Data extracted from a collection:
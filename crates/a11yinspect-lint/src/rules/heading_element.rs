//! A lint rule for headings and the heading outline.

use std::borrow::Cow;
use std::sync::LazyLock;

use a11yinspect_ast::Element;
use a11yinspect_ast::NodeRef;
use regex::Regex;

use crate::Config;
use crate::Context;
use crate::Message;
use crate::Rule;
use crate::Tag;
use crate::TagSet;
use crate::Variant;
use crate::knowledge::html;
use crate::quote_threshold;
use crate::resolve;

/// The identifier for the heading element rule.
const ID: &str = "heading-element";

/// Matches heading text made only of punctuation and symbols.
static SYMBOLS_REGEX: LazyLock<Regex> = LazyLock::new(|| {
    // SAFETY: this is checked statically with tests to always unwrap.
    Regex::new(r"^[^a-zA-Z0-9]+$").unwrap()
});

/// The messages of the rule.
const MESSAGES: &[Message] = &[
    Message::new("headingEmpty")
        .combined("❌ Heading is empty")
        .error("❌ Heading is empty"),
    Message::new("headingLevelSkipped")
        .combined("⚠️ Heading level skipped"),
    Message::new("multipleH1")
        .combined("⚠️ Multiple h1 elements on page")
        .warning("💡 [Best Practice] Multiple h1 elements on page (1.3.1 A)"),
    Message::new("headingOnlyImageNoAlt")
        .combined("⚠️ Heading contains only image without alt")
        .warning("⚠️ Heading contains only image without alt"),
    Message::new("headingHiddenOrPresentation")
        .combined("💡 Heading has role=presentation/none or aria-hidden=true")
        .warning("💡 Heading has role=presentation/none or aria-hidden=true"),
    Message::new("headingTextTooLong")
        .combined("⚠️ Heading text exceeds 120 characters or contains only special characters")
        .warning("⚠️ Heading text exceeds 120 characters or contains only special characters"),
    Message::new("headingNested")
        .combined("⚠️ Heading contains nested heading element"),
    Message::new("headingRoleMissingAriaLevel")
        .warning("💡 Element with role=\"heading\" missing aria-level attribute (1.3.1 A)"),
];

/// Determines if an element is a heading by tag or by literal role.
fn is_heading(element: &Element<'_>) -> bool {
    html::heading_level(element.name()).is_some()
        || resolve::literal_role(element) == Some("heading")
}

/// Determines if the only content of a heading is an image without a text
/// alternative.
fn only_image_without_alt(element: &Element<'_>) -> bool {
    let mut content = element.children().filter(|c| match c {
        NodeRef::Text(text) => !text.trim().is_empty(),
        _ => true,
    });

    match (content.next(), content.next()) {
        (Some(NodeRef::Element(child)), None) if child.is("img") => {
            let alt = child.value("alt");
            !alt.has_value() || alt.is_falsy()
        }
        _ => false,
    }
}

/// Detects empty, hidden, nested and out-of-sequence headings.
#[derive(Debug, Clone, Copy)]
pub struct HeadingElementRule {
    /// The maximum length of heading text.
    max_heading_text_length: usize,
}

impl HeadingElementRule {
    /// Creates a new heading element rule.
    pub fn new(config: &Config) -> Self {
        Self {
            max_heading_text_length: config.max_heading_text_length,
        }
    }
}

impl Default for HeadingElementRule {
    fn default() -> Self {
        Self::new(&Config::default())
    }
}

impl Rule for HeadingElementRule {
    fn id(&self) -> &'static str {
        ID
    }

    fn description(&self) -> &'static str {
        "Ensures that headings have text and form a well-ordered outline."
    }

    fn explanation(&self) -> &'static str {
        "Screen reader users skim a page by its headings. Every heading needs text, a page should \
         have a single `h1`, and heading levels should not skip (an `h2` followed by an `h4` \
         suggests a missing section). Headings should be short, must not be nested in one \
         another and, when built from a `role=\"heading\"`, need an `aria-level`."
    }

    fn tags(&self) -> TagSet {
        TagSet::new(&[Tag::Perceivable, Tag::Operable])
    }

    fn url(&self) -> Option<&'static str> {
        Some("https://www.w3.org/WAI/WCAG22/Understanding/info-and-relationships.html")
    }

    fn related_rules(&self) -> &[&'static str] {
        &["section-element", "landmark-element"]
    }

    fn variants(&self) -> &'static [Variant] {
        &Variant::ALL
    }

    fn messages(&self) -> &'static [Message] {
        MESSAGES
    }

    fn applies_to(&self, element: &Element<'_>) -> bool {
        is_heading(element)
    }

    fn render(&self, key: &'static str, text: &'static str) -> Cow<'static, str> {
        match key {
            "headingTextTooLong" => quote_threshold(
                text,
                "exceeds 120",
                &format!("exceeds {}", self.max_heading_text_length),
            ),
            _ => Cow::Borrowed(text),
        }
    }

    fn check(&self, cx: &mut Context<'_>, element: &Element<'_>) {
        if html::heading_level(element.name()).is_none() {
            if !element.has("aria-level") {
                cx.report("headingRoleMissingAriaLevel", element.location());
            }
            return;
        }

        if element.is("h1") && cx.state().h1_count() > 1 {
            cx.report("multipleH1", element.location());
        }

        let decorative = resolve::is_decorative(element);
        if decorative {
            cx.report("headingHiddenOrPresentation", element.location());
        }

        let text = element.text();
        if text.is_empty() {
            if decorative {
                return;
            }

            if only_image_without_alt(element) {
                cx.report("headingOnlyImageNoAlt", element.location());
            } else {
                cx.report("headingEmpty", element.location());
            }
            return;
        }

        if cx.state().is_skipped_heading(element.id()) {
            cx.report("headingLevelSkipped", element.location());
        }

        let too_long = text.trimmed().chars().count() > self.max_heading_text_length;
        let symbols_only = text.exact().is_some_and(|t| SYMBOLS_REGEX.is_match(t));
        if too_long || symbols_only {
            cx.report("headingTextTooLong", element.location());
        }

        if element.descendants().any(|d| is_heading(&d)) {
            cx.report("headingNested", element.location());
        }
    }
}

#[cfg(test)]
mod tests {
    use a11yinspect_ast::builder::document;
    use a11yinspect_ast::builder::element;
    use pretty_assertions::assert_eq;

    use super::*;
    use crate::rules::testing::reports;

    #[test]
    fn skipped_levels() {
        let doc = document([
            element("h1").text("Title"),
            element("h2").text("Section"),
            element("h4").text("Detail"),
        ]);
        assert_eq!(
            reports(&HeadingElementRule::default(), &doc),
            ["headingLevelSkipped at <h4>@4"]
        );

        let doc = document([
            element("h1").text("Title"),
            element("h2").text("Section"),
            element("h3").text("Detail"),
        ]);
        assert!(reports(&HeadingElementRule::default(), &doc).is_empty());
    }

    #[test]
    fn empty_headings() {
        let doc = document([
            element("h1").text("Title"),
            element("h2").text("  "),
            element("h2").child(element("img").attr("src", "logo.png")),
            element("h2").child(element("img").attr("alt", "Logo")),
            element("h3").dynamic_text(),
        ]);
        assert_eq!(
            reports(&HeadingElementRule::default(), &doc),
            [
                "headingEmpty at <h2>@2",
                "headingOnlyImageNoAlt at <h2>@4",
                "headingEmpty at <h2>@6",
                "headingLevelSkipped at <h3>@8",
            ]
        );
    }

    #[test]
    fn multiple_h1_and_hidden() {
        let doc = document([
            element("h1").text("One"),
            element("h1").attr("aria-hidden", "true").text("Two"),
        ]);
        assert_eq!(
            reports(&HeadingElementRule::default(), &doc),
            [
                "multipleH1 at <h1>@2",
                "headingHiddenOrPresentation at <h1>@2",
            ]
        );
    }

    #[test]
    fn hidden_headings_need_no_text() {
        let doc = document([
            element("h1").text("Title"),
            element("h2").attr("aria-hidden", "true"),
            element("h2")
                .attr("role", "presentation")
                .child(element("img").attr("src", "rule.png")),
        ]);
        assert_eq!(
            reports(&HeadingElementRule::default(), &doc),
            [
                "headingHiddenOrPresentation at <h2>@2",
                "headingHiddenOrPresentation at <h2>@3",
            ]
        );
    }

    #[test]
    fn text_and_nesting() {
        let doc = document([
            element("h1").text("***"),
            element("h2").text("Intro").child(element("h3").text("Nested")),
            element("div").attr("role", "heading").text("Fake"),
            element("div")
                .attr("role", "heading")
                .attr("aria-level", "2")
                .text("Fake"),
        ]);
        assert_eq!(
            reports(&HeadingElementRule::default(), &doc),
            [
                "headingTextTooLong at <h1>@0",
                "headingNested at <h2>@2",
                "headingRoleMissingAriaLevel at <div>@6",
            ]
        );
    }
}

Problem description: From the records given above, copy all lines containing "special".

Solution to this problem:
        .combined("⚠️ Heading text exceeds 120 characters or contains only special characters")
        .warning("⚠️ Heading text exceeds 120 characters or contains only special characters"),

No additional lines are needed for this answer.